Exercise when you feel you can.
Studies show that exercise can increase energy in people with cancer. Exercise can be a short walk, swimming, or yoga; you do not have to struggle lifting weights in the gym to reap the benefits of exercise.
Talk to your doctor about fatigue
Many people underestimate fatigue and do not mention it to the doctor. There may be underlying medical reasons for fatigue, such as anemia, which may need to be treated.
Unfortunately, there are no prescriptions or over-the-counter medications to treat fatigue, but the doctor may be able to determine what is contributing to fatigue and offer specific solutions to your situation. Also, talk to the doctor to weigh the possibility of using some herbs against fatigue.
Skin that has been exposed to treatment may appear red, sunburnt, tanned or irritated. The skin is sensitive and should be treated as such. You can apply creams / gels special oncologist or oncology nurse (there is one called Radiagel, for example).
Patients should avoid fragrant perfumes or body lotions, tight clothing and expose the area to the sun (during treatment and for at least a year thereafter). Problems with the skin usually go away after the treatment is finished.
Loss of appetite
Loss of appetite can lead to fatigue and nutritional deficits. It is important to maintain strength during any cancer treatment and food is one of the best resources to achieve it.
You can choose to eat smaller portions throughout the day instead of the usual three main meals. Eating foods rich in vitamins such as fruits and vegetables is essential. The appetite will increase as the treatment ends.

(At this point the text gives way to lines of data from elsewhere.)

/// Fan-out attach reports per-project outcomes and is idempotent
#[tokio::test]
#[ignore = "requires PostgreSQL"]
async fn test_fanout_attach_reports_outcomes() {
    let ctx = TestContext::new().await.unwrap();
    let first = common::create_test_project(&ctx, "First").await.unwrap();
    let second = common::create_test_project(&ctx, "Second").await.unwrap();

    let (target, _) = ctx.create_user("Nova").await.unwrap();

    // Already a member of the first project
    ctx.app
        .clone()
        .call(post(
            &format!("/v1/projects/{}/team", first),
            &ctx.jwt_token,
            json!({ "email": target.email, "role": "member" }),
        ))
        .await
        .unwrap();

    let response = ctx
        .app
        .clone()
        .call(post(
            "/v1/team",
            &ctx.jwt_token,
            json!({ "email": target.email, "role": "member" }),
        ))
        .await
        .unwrap();
    assert_eq!(response.status(), StatusCode::CREATED);

    let report = body_json(response).await;
    let outcomes = report["outcomes"].as_array().unwrap();
    assert!(outcomes.len() >= 2);

    let by_id = |id: uuid::Uuid| {
        outcomes
            .iter()
            .find(|o| o["project_id"] == json!(id))
            .unwrap()["status"]
            .clone()
    };
    assert_eq!(by_id(first), "skipped");
    assert_eq!(by_id(second), "applied");
}

/// A user who administers no project cannot fan out at all
#[tokio::test]
#[ignore = "requires PostgreSQL"]
async fn test_fanout_requires_an_administered_project() {
    let ctx = TestContext::new().await.unwrap();
    let (nobody, nobody_token) = ctx.create_user("Zed").await.unwrap();
    let (target, _) = ctx.create_user("Targ").await.unwrap();
    let _ = nobody;

    let response = ctx
        .app
        .clone()
        .call(post(
            "/v1/team",
            &nobody_token,
            json!({ "email": target.email, "role": "member" }),
        ))
        .await
        .unwrap();
    assert_eq!(response.status(), StatusCode::FORBIDDEN);
}

async fn project_row_counts(db: &sqlx::PgPool, project_id: uuid::Uuid) -> (i64, i64, i64, i64, i64) {
    let projects: i64 = sqlx::query_scalar("SELECT COUNT(*) FROM projects WHERE id = $1")
        .bind(project_id)
        .fetch_one(db)
        .await
        .unwrap();
    let tasks: i64 = sqlx::query_scalar("SELECT COUNT(*) FROM tasks WHERE project_id = $1")
        .bind(project_id)
        .fetch_one(db)
        .await
        .unwrap();
    let members: i64 =
        sqlx::query_scalar("SELECT COUNT(*) FROM project_members WHERE project_id = $1")
            .bind(project_id)
            .fetch_one(db)
            .await
            .unwrap();
    let columns: i64 =
        sqlx::query_scalar("SELECT COUNT(*) FROM board_columns WHERE project_id = $1")
            .bind(project_id)
            .fetch_one(db)
            .await
            .unwrap();
    let comments: i64 = sqlx::query_scalar(
        "SELECT COUNT(*) FROM comments WHERE task_id IN (SELECT id FROM tasks WHERE project_id = $1)",
    )
    .bind(project_id)
    .fetch_one(db)
    .await
    .unwrap();
    (projects, tasks, members, columns, comments)
}

/// A failure mid-cascade rolls the whole deletion back, leaving every row
/// exactly as it was
#[tokio::test]
#[ignore = "requires PostgreSQL"]
async fn test_delete_project_rolls_back_on_failure() {
    let ctx = TestContext::new().await.unwrap();
    let project_id = common::create_test_project(&ctx, "Survivor").await.unwrap();

    // Populate every cascade target: a member, a custom column, a task in
    // that column, and a comment
    let (member, _) = ctx.create_user("Orla").await.unwrap();
    ctx.app
        .clone()
        .call(post(
            &format!("/v1/projects/{}/team", project_id),
            &ctx.jwt_token,
            json!({ "email": member.email, "role": "member" }),
        ))
        .await
        .unwrap();
    ctx.app
        .clone()
        .call(post(
            &format!("/v1/projects/{}/board", project_id),
            &ctx.jwt_token,
            json!({ "title": "Review" }),
        ))
        .await
        .unwrap();
    let response = ctx
        .app
        .clone()
        .call(post(
            "/v1/tasks",
            &ctx.jwt_token,
            json!({ "project_id": project_id, "title": "Hardy", "status": "review" }),
        ))
        .await
        .unwrap();
    let task_id = body_json(response).await["id"].as_str().unwrap().to_string();
    ctx.app
        .clone()
        .call(post(
            &format!("/v1/tasks/{}/comments", task_id),
            &ctx.jwt_token,
            json!({ "body": "still here" }),
        ))
        .await
        .unwrap();

    let before = project_row_counts(&ctx.db, project_id).await;
    assert_eq!(before, (1, 1, 2, 1, 1));

    // The project row is the cascade's last step; blocking its deletion
    // forces a failure after every child row was already deleted inside the
    // transaction
    sqlx::query(
        "CREATE OR REPLACE FUNCTION block_doomed_delete() RETURNS trigger AS $$ \
         BEGIN RAISE EXCEPTION 'deletion blocked'; END; $$ LANGUAGE plpgsql",
    )
    .execute(&ctx.db)
    .await
    .unwrap();
    sqlx::query(&format!(
        "CREATE TRIGGER block_doomed_delete BEFORE DELETE ON projects \
         FOR EACH ROW WHEN (OLD.id = '{}') EXECUTE FUNCTION block_doomed_delete()",
        project_id
    ))
    .execute(&ctx.db)
    .await
    .unwrap();

    let response = ctx
        .app
        .clone()
        .call(delete(&format!("/v1/projects/{}", project_id), &ctx.jwt_token))
        .await
        .unwrap();
    assert_eq!(response.status(), StatusCode::INTERNAL_SERVER_ERROR);

    // Nothing was lost: child rows deleted before the failing step came back
    // with the rollback
    let after = project_row_counts(&ctx.db, project_id).await;
    assert_eq!(after, before);

    // With the obstacle removed the same call succeeds
    sqlx::query("DROP TRIGGER block_doomed_delete ON projects")
        .execute(&ctx.db)
        .await
        .unwrap();
    sqlx::query("DROP FUNCTION block_doomed_delete")
        .execute(&ctx.db)
        .await
        .unwrap();

    let response = ctx
        .app
        .clone()
        .call(delete(&format!("/v1/projects/{}", project_id), &ctx.jwt_token))
        .await
        .unwrap();
    assert_eq!(response.status(), StatusCode::OK);
    assert_eq!(project_row_counts(&ctx.db, project_id).await, (0, 0, 0, 0, 0));
}

/// Project deletion removes tasks, columns, memberships, and comments
#[tokio::test]
#[ignore = "requires PostgreSQL"]
async fn test_delete_project_cascades() {
    let ctx = TestContext::new().await.unwrap();
    let project_id = common::create_test_project(&ctx, "Doomed").await.unwrap();

    let response = ctx
        .app
        .clone()
        .call(post(
            "/v1/tasks",
            &ctx.jwt_token,
            json!({ "project_id": project_id, "title": "Short lived" }),
        ))
        .await
        .unwrap();
    let task_id = body_json(response).await["id"].as_str().unwrap().to_string();

    ctx.app
        .clone()
        .call(post(
            &format!("/v1/tasks/{}/comments", task_id),
            &ctx.jwt_token,
            json!({ "body": "last words" }),
        ))
        .await
        .unwrap();

    let response = ctx
        .app
        .clone()
        .call(delete(&format!("/v1/projects/{}", project_id), &ctx.jwt_token))
        .await
        .unwrap();
    assert_eq!(response.status(), StatusCode::OK);

    // Everything under the project is gone
    let tasks: i64 = sqlx::query_scalar("SELECT COUNT(*) FROM tasks WHERE project_id = $1")
        .bind(project_id)
        .fetch_one(&ctx.db)
        .await
        .unwrap();
    assert_eq!(tasks, 0);

    let members: i64 =
        sqlx::query_scalar("SELECT COUNT(*) FROM project_members WHERE project_id = $1")
            .bind(project_id)
            .fetch_one(&ctx.db)
            .await
            .unwrap();
    assert_eq!(members, 0);

    let comments: i64 = sqlx::query_scalar(
        "SELECT COUNT(*) FROM comments WHERE task_id IN (SELECT id FROM tasks WHERE project_id = $1)",
    )
    .bind(project_id)
    .fetch_one(&ctx.db)
    .await
    .unwrap();
    assert_eq!(comments, 0);

    let response = ctx
        .app
        .clone()
        .call(get(&format!("/v1/projects/{}", project_id), &ctx.jwt_token))
        .await
        .unwrap();
    assert_eq!(response.status(), StatusCode::NOT_FOUND);
}
/// Project lifecycle operations
///
/// Creating a project always creates the owner membership for the creator in
/// the same transaction; deleting one removes every dependent row in a fixed
/// order inside one transaction. A failure at any step rolls back the whole
/// operation, leaving the project and all its children untouched.
use sqlx::PgPool;
use tracing::info;
use uuid::Uuid;

use crate::auth::authorization::require_role;
use crate::error::{CoreError, CoreResult};
use crate::models::membership::{Membership, ProjectRole, TeamMember};
use crate::models::project::{CreateProject, Project, UpdateProject};

/// A project with its memberships eagerly loaded
#[derive(Debug, Clone, serde::Serialize)]
pub struct ProjectWithMembers {
    #[serde(flatten)]
    pub project: Project,

    /// Members of the project, oldest first
    pub members: Vec<TeamMember>,
}

/// Creates a project and its owner membership atomically
///
/// The actor becomes the project's single `owner`; no other membership is
/// attached at creation.
///
/// # Errors
///
/// - `Validation` if `end_date` is not after `start_date`
/// - `Database` if the transaction fails (nothing is committed)
pub async fn create_project(
    pool: &PgPool,
    actor: Uuid,
    data: CreateProject,
) -> CoreResult<ProjectWithMembers> {
    if data.end_date <= data.start_date {
        return Err(CoreError::Validation(
            "end_date must be after start_date".to_string(),
        ));
    }

    let mut tx = pool.begin().await?;

    let project = Project::insert(&mut *tx, &data, actor).await?;
    Membership::attach(&mut *tx, project.id, actor, ProjectRole::Owner).await?;

    tx.commit().await?;

    info!(project_id = %project.id, owner = %actor, "project created");

    let members = Membership::list_members(pool, project.id).await?;

    Ok(ProjectWithMembers { project, members })
}

/// Loads a project with its members; requires membership
pub async fn get_project(
    pool: &PgPool,
    actor: Uuid,
    project_id: Uuid,
) -> CoreResult<ProjectWithMembers> {
    let project = Project::find_by_id(pool, project_id)
        .await?
        .ok_or(CoreError::NotFound("project"))?;

    crate::auth::authorization::require_membership(pool, project_id, actor).await?;

    let members = Membership::list_members(pool, project_id).await?;

    Ok(ProjectWithMembers { project, members })
}

/// Lists the actor's projects, newest first
pub async fn list_projects(pool: &PgPool, actor: Uuid) -> CoreResult<Vec<Project>> {
    Ok(Project::list_for_member(pool, actor).await?)
}

/// Updates a project's fields; requires admin or owner
///
/// Date changes are validated against the effective pair, so updating only
/// one end cannot invert the range.
pub async fn update_project(
    pool: &PgPool,
    actor: Uuid,
    project_id: Uuid,
    changes: UpdateProject,
) -> CoreResult<Project> {
    let mut tx = pool.begin().await?;

    let current = Project::find_by_id(&mut *tx, project_id)
        .await?
        .ok_or(CoreError::NotFound("project"))?;

    require_role(&mut *tx, project_id, actor, ProjectRole::Admin).await?;

    let start = changes.start_date.unwrap_or(current.start_date);
    let end = changes.end_date.unwrap_or(current.end_date);
    if end <= start {
        return Err(CoreError::Validation(
            "end_date must be after start_date".to_string(),
        ));
    }

    let project = Project::update(&mut *tx, project_id, &changes)
        .await?
        .ok_or(CoreError::NotFound("project"))?;

    tx.commit().await?;

    Ok(project)
}

/// Deletes a project and everything it owns, atomically
///
/// Requires admin or owner on the project. The cascade runs as an ordered
/// sequence of steps in one transaction:
///
/// 1. comments of the project's tasks
/// 2. task assignments (cleared)
/// 3. tasks
/// 4. custom board columns
/// 5. memberships
/// 6. the project row
///
/// # Errors
///
/// - `NotFound` if the project no longer exists
/// - `Unauthorized` if the actor is below admin
/// - `Database` on any step failure; the whole cascade is rolled back
pub async fn delete_project(pool: &PgPool, actor: Uuid, project_id: Uuid) -> CoreResult<()> {
    let mut tx = pool.begin().await?;

    let project = Project::find_by_id(&mut *tx, project_id)
        .await?
        .ok_or(CoreError::NotFound("project"))?;

    require_role(&mut *tx, project_id, actor, ProjectRole::Admin).await?;

    crate::models::comment::Comment::delete_by_project(&mut *tx, project_id).await?;

    sqlx::query("UPDATE tasks SET assignee_id = NULL WHERE project_id = $1")
        .bind(project_id)
        .execute(&mut *tx)
        .await?;

    sqlx::query("DELETE FROM tasks WHERE project_id = $1")
        .bind(project_id)
        .execute(&mut *tx)
        .await?;

    sqlx::query("DELETE FROM board_columns WHERE project_id = $1")
        .bind(project_id)
        .execute(&mut *tx)
        .await?;

    sqlx::query("DELETE FROM project_members WHERE project_id = $1")
        .bind(project_id)
        .execute(&mut *tx)
        .await?;

    sqlx::query("DELETE FROM projects WHERE id = $1")
        .bind(project_id)
        .execute(&mut *tx)
        .await?;

    tx.commit().await?;

    info!(project_id = %project.id, actor = %actor, "project deleted with cascade");

    Ok(())
}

For patients receiving treatment for head or neck cancer (and sometimes lung cancer ), lack of saliva can be a side effect. There are specific treatments for this problem, talk to the doctor.
Other Side Effects of Radiation Therapy
The side effects of radiation therapy will depend on the type of cancer that is being treated. Possible side effects of radiation therapy include:
· Hair Loss
Hair loss occurs only in the area being treated. If you receive radiation therapy in the pelvis, you will not lose hair on your head. But, if you are receiving treatment for head and neck cancer, there is a high probability of having hair loss on the head. The good news is that in most cases, hair regrows after treatment.
· Reduced blood count
Radiation can cause a decrease in white blood cells and platelets. This can lead to less immunity to viruses and bacteria because the white blood cells are the ones that fight these threats. Tests should be performed on a regular basis to check the blood count and treatment may be altered depending on the results.
While side effects vary with treatment, depending on the radiated area, different side effects will occur. For example, treatment of the pelvis can cause fertility problems, and treatment of the head and neck can lead to dental problems such as tooth decay. It is important to ask the doctor what side effects are anticipated and how they can be prevented or managed.
Have you suffered the side effects of radiation therapy?